So they were supposed to be shooting lasers into my eyes tomorrow, but last Wednesday right before training the head honcho from the clinic ccalled me and said the surgeon cancelled. No reasons given, it just wasn't happening any more. I was distraught to say the least, and it was the cherry on the cake already iced in hard emotional blows and sadness. I would have been on the train home now, and then reclining in the luxurious warmth of my parent's cosy living room, giddy with the anticipation of at least 20/20 vision (if not better) unaided by cumbersome specs or incorrigible lenses trying to escape my orbits during a shoulder check. It is not to be.

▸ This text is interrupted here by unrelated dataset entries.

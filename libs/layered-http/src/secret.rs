use std::fmt;

use serde::{Deserialize, Deserializer};
use zeroize::{Zeroize, ZeroizeOnDrop};

/// Credential string that never leaks through formatting.
///
/// Used for passwords and tokens in [`HttpClientConfig`](crate::HttpClientConfig).
/// `Debug` and `Display` print `[REDACTED]`; the buffer is zeroed on drop.
#[derive(Clone, Zeroize, ZeroizeOnDrop)]
pub struct SecretString(String);

impl SecretString {
    /// Wrap a plain value.
    #[must_use]
    pub fn new(value: impl Into<String>) -> Self {
        Self(value.into())
    }

    /// Read access for building headers. Do not log the result.
    #[must_use]
    pub fn expose(&self) -> &str {
        &self.0
    }
}

impl From<&str> for SecretString {
    fn from(value: &str) -> Self {
        Self::new(value)
    }
}

impl fmt::Debug for SecretString {
    fn fmt(&self, f: &mut fmt::Formatter<'_>) -> fmt::Result {
        f.write_str("[REDACTED]")
    }
}

impl fmt::Display for SecretString {
    fn fmt(&self, f: &mut fmt::Formatter<'_>) -> fmt::Result {
        f.write_str("[REDACTED]")
    }
}

impl<'de> Deserialize<'de> for SecretString {
    fn deserialize<D>(deserializer: D) -> Result<Self, D::Error>
    where
        D: Deserializer<'de>,
    {
        String::deserialize(deserializer).map(Self)
    }
}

Despite my initial breakdown, I am a fairly robust character (I am a derby girl, after all) and after sitting out of training and wallowing in my own sorrow for a while I started to think about rescheduling. The next day I was informed that the dates on offer were 13th or 27th of January. The former meaning I would have to give up organising our debut bout, which I will now not be able to skate in for absolutely no good reason as I won't have had surgery, but the team has already been picked. Absolutely not. I love organising it. The latter will mean that I won't have trained in the lead up to our intra-league public debut on 26th February, so won't play in that bout either.
I'm really lucky to be able to get it done and it's something I know if I don't do now I never will, but I tried so hard to organise it so that I would miss out on as little as possible and now I feel like I'm missing out on everything! FML.